Your assignment: Retype the data that follows, keeping every character the same.

Extracted entries:
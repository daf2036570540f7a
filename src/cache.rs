// src/cache.rs
//! Appends raw inbound events to a JSONL file; the file doubles as an offline fixture.

use anyhow::{Context, Result};
use std::path::{Path, PathBuf};
use tokio::fs::{self, OpenOptions};
use tokio::io::AsyncWriteExt;

use crate::stream::RawEvent;

#[derive(Debug, Clone)]
pub struct EventCache {
    path: PathBuf,
}

impl EventCache {
    pub fn new(path: impl Into<PathBuf>) -> Self {
        Self { path: path.into() }
    }

    pub fn path(&self) -> &Path {
        &self.path
    }

    pub async fn append(&self, event: &RawEvent) -> Result<()> {
        if let Some(dir) = self.path.parent().filter(|d| !d.as_os_str().is_empty()) {
            fs::create_dir_all(dir)
                .await
                .with_context(|| format!("creating cache dir {}", dir.display()))?;
        }
        let mut f = OpenOptions::new()
            .create(true)
            .append(true)
            .open(&self.path)
            .await
            .with_context(|| format!("opening event cache {}", self.path.display()))?;
        let mut line = event.raw.replace('\n', " ");
        line.push('\n');
        f.write_all(line.as_bytes())
            .await
            .context("writing event cache line")?;
        f.flush().await.context("flushing event cache")?;
        Ok(())
    }
}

Solved exercise:
repository daf2036570540f7a
filename src/cache.rs
// src/cache.rs
//! Appends raw inbound events to a JSONL file; the file doubles as an offline fixture.

use anyhow::{Context, Result};
use std::path::{Path, PathBuf};
use tokio::fs::{self, OpenOptions};
use tokio::io::AsyncWriteExt;

use crate::stream::RawEvent;

#[derive(Debug, Clone)]
pub struct EventCache {
    path: PathBuf,
}

impl EventCache {
    pub fn new(path: impl Into<PathBuf>) -> Self {
        Self { path: path.into() }
    }

    pub fn path(&self) -> &Path {
        &self.path
    }

    pub async fn append(&self, event: &RawEvent) -> Result<()> {
        if let Some(dir) = self.path.parent().filter(|d| !d.as_os_str().is_empty()) {
            fs::create_dir_all(dir)
                .await
                .with_context(|| format!("creating cache dir {}", dir.display()))?;
        }
        let mut f = OpenOptions::new()
            .create(true)
            .append(true)
            .open(&self.path)
            .await
            .with_context(|| format!("opening event cache {}", self.path.display()))?;
        let mut line = event.raw.replace('\n', " ");
        line.push('\n');
        f.write_all(line.as_bytes())
            .await
            .context("writing event cache line")?;
        f.flush().await.context("flushing event cache")?;
        Ok(())
    }
}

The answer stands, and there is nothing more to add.